Ultimately, after Howard launched a blitz assault of faxes, phone calls and letters (before e-mail) to senators, representatives and the White House, the VA hoisted a white flag and implemented health care for women veterans at both the York VA and Nashville VA care centers.

Long Hunter Park Ranger of Danger Thurman Mullins, son of Murfreesboro legendary jeweler Hershel “Pap” Mullins, also praises Howard.

“Highlight of my tenure at Bicentennial Capitol Mall State Park was working with the WWII Trust, headed by Harriett Howard in creating a beautiful, soul-stirring World War II Memorial, as designed by architect Kem Hinton in Nashville,” Mullins described. “Ms. Harriett spoke everywhere, and was the glue that held the Trust group together.”

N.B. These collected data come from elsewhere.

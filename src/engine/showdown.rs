//! Розыгрыш банка: победа фолдом, обычный шоудаун, два борда (run-it-twice).

use std::collections::HashMap;

use serde::{Deserialize, Serialize};

use crate::domain::card::Card;
use crate::domain::chips::Chips;
use crate::domain::player::Player;
use crate::domain::round::Round;
use crate::domain::PlayerId;
use crate::engine::errors::EngineError;
use crate::engine::side_pots::{derive_tiers, PotTier};
use crate::eval::{best_hand, HandRank};
use crate::variants::run_it_twice::{split_tiers_for_boards, DualBoard};

/// Почему раздача закончилась.
#[derive(Clone, Copy, Debug, Serialize, Deserialize, PartialEq, Eq)]
pub enum EndReason {
    FoldWin,
    Showdown,
    RunItTwice,
    BombPot,
}

/// Как разыгран один слой банка на одном борде.
#[derive(Clone, Debug, Serialize, Deserialize, PartialEq, Eq)]
pub struct TierResult {
    /// 1 или 2.
    pub board: u8,
    pub amount: Chips,
    pub eligible: Vec<PlayerId>,
    pub winners: Vec<PlayerId>,
}

/// Итог игрока в раздаче. Для сфолдивших ранги только для показа.
#[derive(Clone, Debug, Serialize, Deserialize, PartialEq, Eq)]
pub struct PlayerResult {
    pub player_id: PlayerId,
    pub folded: bool,
    pub rank: Option<HandRank>,
    /// Ранг на втором борде (run-it-twice).
    pub second_rank: Option<HandRank>,
    pub won: Chips,
}

#[derive(Clone, Debug, Serialize, Deserialize, PartialEq, Eq)]
pub struct RoundOutcome {
    pub reason: EndReason,
    pub pot: Chips,
    pub tiers: Vec<TierResult>,
    pub results: Vec<PlayerResult>,
}

impl RoundOutcome {
    /// Выигрыши (только ненулевые), в порядке мест.
    pub fn awards(&self) -> Vec<(PlayerId, Chips)> {
        self.results
            .iter()
            .filter(|r| !r.won.is_zero())
            .map(|r| (r.player_id, r.won))
            .collect()
    }

    pub fn won_by(&self, id: PlayerId) -> Chips {
        self.results
            .iter()
            .find(|r| r.player_id == id)
            .map(|r| r.won)
            .unwrap_or(Chips::ZERO)
    }
}

/// Остался один игрок: весь банк ему, карты не сравниваются и не открываются.
pub fn resolve_fold_win(round: &mut Round) -> Result<RoundOutcome, EngineError> {
    let winner_idx = round
        .players
        .iter()
        .position(|p| p.is_in_hand())
        .ok_or(EngineError::Internal("fold win without a survivor"))?;

    let pot = round.pot.take_all();
    let winner = &mut round.players[winner_idx];
    winner.chips += pot;
    let winner_id = winner.id;

    let results = round
        .players
        .iter()
        .map(|p| PlayerResult {
            player_id: p.id,
            folded: p.folded,
            rank: None,
            second_rank: None,
            won: if p.id == winner_id { pot } else { Chips::ZERO },
        })
        .collect();

    Ok(RoundOutcome {
        reason: EndReason::FoldWin,
        pot,
        tiers: vec![TierResult {
            board: 1,
            amount: pot,
            eligible: vec![winner_id],
            winners: vec![winner_id],
        }],
        results,
    })
}

/// Обычный шоудаун на одном борде (`round.community_cards`, 5 карт).
pub fn resolve_single_board(round: &mut Round, reason: EndReason) -> Result<RoundOutcome, EngineError> {
    let board = round.community_cards.clone();
    let ranks = rank_players(&round.players, &board);
    let tiers = derive_tiers(&round.players, round.pot.total);
    let order = settlement_order(round);

    let mut won: HashMap<PlayerId, Chips> = HashMap::new();
    let mut tier_results = Vec::with_capacity(tiers.len());
    for tier in &tiers {
        tier_results.push(award_tier(tier, tier.amount, 1, &ranks, &order, &mut won));
    }

    finish(round, reason, tier_results, won, ranks, HashMap::new())
}

/// Run-it-twice: банк делится пополам (первому борду большая половина) по слоям,
/// половины разыгрываются на своих бордах, выигрыши суммируются.
pub fn resolve_run_it_twice(round: &mut Round, dual: &DualBoard) -> Result<RoundOutcome, EngineError> {
    let first_ranks = rank_players(&round.players, &dual.first);
    let second_ranks = rank_players(&round.players, &dual.second);
    let tiers = derive_tiers(&round.players, round.pot.total);
    let order = settlement_order(round);

    let mut won: HashMap<PlayerId, Chips> = HashMap::new();
    let amounts: Vec<Chips> = tiers.iter().map(|t| t.amount).collect();
    let halves = split_tiers_for_boards(&amounts);

    let mut tier_results = Vec::with_capacity(tiers.len() * 2);
    for (tier, (first_half, second_half)) in tiers.iter().zip(halves) {
        tier_results.push(award_tier(tier, first_half, 1, &first_ranks, &order, &mut won));
        tier_results.push(award_tier(tier, second_half, 2, &second_ranks, &order, &mut won));
    }

    finish(
        round,
        EndReason::RunItTwice,
        tier_results,
        won,
        first_ranks,
        second_ranks,
    )
}

/// Ранги всех, у кого есть карты (включая сфолдивших — для показа).
fn rank_players(players: &[Player], board: &[Card]) -> HashMap<PlayerId, HandRank> {
    players
        .iter()
        .filter_map(|p| p.hole_cards.map(|hole| (p.id, best_hand(&hole, board))))
        .collect()
}

/// Порядок мест, начиная с первого после дилера. По нему раздаются лишние фишки сплита.
fn settlement_order(round: &Round) -> Vec<PlayerId> {
    let n = round.players.len();
    (1..=n)
        .map(|step| round.players[(round.dealer_index + step) % n].id)
        .collect()
}

fn award_tier(
    tier: &PotTier,
    amount: Chips,
    board: u8,
    ranks: &HashMap<PlayerId, HandRank>,
    order: &[PlayerId],
    won: &mut HashMap<PlayerId, Chips>,
) -> TierResult {
    let mut best: Option<&HandRank> = None;
    for id in &tier.eligible {
        if let Some(rank) = ranks.get(id) {
            if best.map_or(true, |b| rank.beats(b)) {
                best = Some(rank);
            }
        }
    }

    let mut winners: Vec<PlayerId> = match best {
        Some(best) => order
            .iter()
            .copied()
            .filter(|id| tier.eligible.contains(id))
            .filter(|id| ranks.get(id).map_or(false, |r| r.ties(best)))
            .collect(),
        // Ни у кого нет карт (не должно случаться): слой делят все претенденты.
        None => order
            .iter()
            .copied()
            .filter(|id| tier.eligible.contains(id))
            .collect(),
    };
    if winners.is_empty() {
        winners = tier.eligible.clone();
    }

    let (share, remainder) = amount.split(winners.len());
    for (i, id) in winners.iter().enumerate() {
        let extra = if (i as u64) < remainder.0 {
            Chips(1)
        } else {
            Chips::ZERO
        };
        *won.entry(*id).or_insert(Chips::ZERO) += share + extra;
    }

    TierResult {
        board,
        amount,
        eligible: tier.eligible.clone(),
        winners,
    }
}

fn finish(
    round: &mut Round,
    reason: EndReason,
    tiers: Vec<TierResult>,
    won: HashMap<PlayerId, Chips>,
    mut first_ranks: HashMap<PlayerId, HandRank>,
    mut second_ranks: HashMap<PlayerId, HandRank>,
) -> Result<RoundOutcome, EngineError> {
    let paid: Chips = won.values().copied().sum();
    if paid != round.pot.total {
        return Err(EngineError::Internal("showdown payout does not match the pot"));
    }
    let pot = round.pot.take_all();

    let mut results = Vec::with_capacity(round.players.len());
    for player in round.players.iter_mut() {
        let amount = won.get(&player.id).copied().unwrap_or(Chips::ZERO);
        player.chips += amount;
        results.push(PlayerResult {
            player_id: player.id,
            folded: player.folded,
            rank: first_ranks.remove(&player.id),
            second_rank: second_ranks.remove(&player.id),
            won: amount,
        });
    }

    Ok(RoundOutcome {
        reason,
        pot,
        tiers,
        results,
    })
}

“Harriett Howard is a force when it comes to fighting for the benefits and medical treatment of veterans,” added John Fergus, who also is a statewide-known force on behalf of military veterans.

You would think the VA would learn.

But, no.

In the last decade, some career eggheads in Nashville and Washington, D.C., attempted to close the highly used York VA Medical Center, in spite of the fact, more than 100,000 veterans from throughout Tennessee and the Southeast came annually for the treatment at the Murfreesboro facility, located here since the early 1940s on U.S. 231 North.

Again, it was as if the VA had declared war on Howard and her fellow veterans, for whom she remains devoted.

As a one-woman-communique-blitz, she helped launch a petition drive that netted more than 200,000 supportive signatures of veterans and their families, mainly from Middle and East Tennessee.

Ultimately, former Rep. Bart Gordon (D-Murfreesboro) and current Rep. Jim Cooper (D-Nashville) called for a public hearing at York’s theater building, which ended up packed out by concerned citizens, veterans and their families.

Today, York hospital remains open for ailing and aging veterans, after the VA again flew the proverbial white flag in wake of retired Howard’s barrage of communications and widespread petition drives.

This came from a lady veteran who retired at age 60, in 1984, from the U.S. Naval Reserve, having served 39 years, 7 months and 28 days.

At age 88, don’t think she’s slowing down.

“With her statewide famous shoebox, Harriett Howard has personally gathered in $100,000 for construction of a Fisher House (like a Ronald McDonald House) to be built starting later this year on York VA Medical Center grounds to also serve veterans and families at the Nashville VA,” said Tennessee Fisher House President Andrea Lawrence of Nashville.

“Harriett is a force of all things good for veterans of the military,” described retired Tennessee Air National Guard Lt. Col. Hooper Penuel, a Rutherford County spokesman and fundraising agent for the Tennessee Fisher House Foundation.

To date, $1.96 million has been raised toward a goal of $2.25 million to begin construction this summer of the York-based Fisher House, the only one slated to be constructed in Tennessee.

We owe a salute to Howard, as a member of the nation’s Greatest Generation.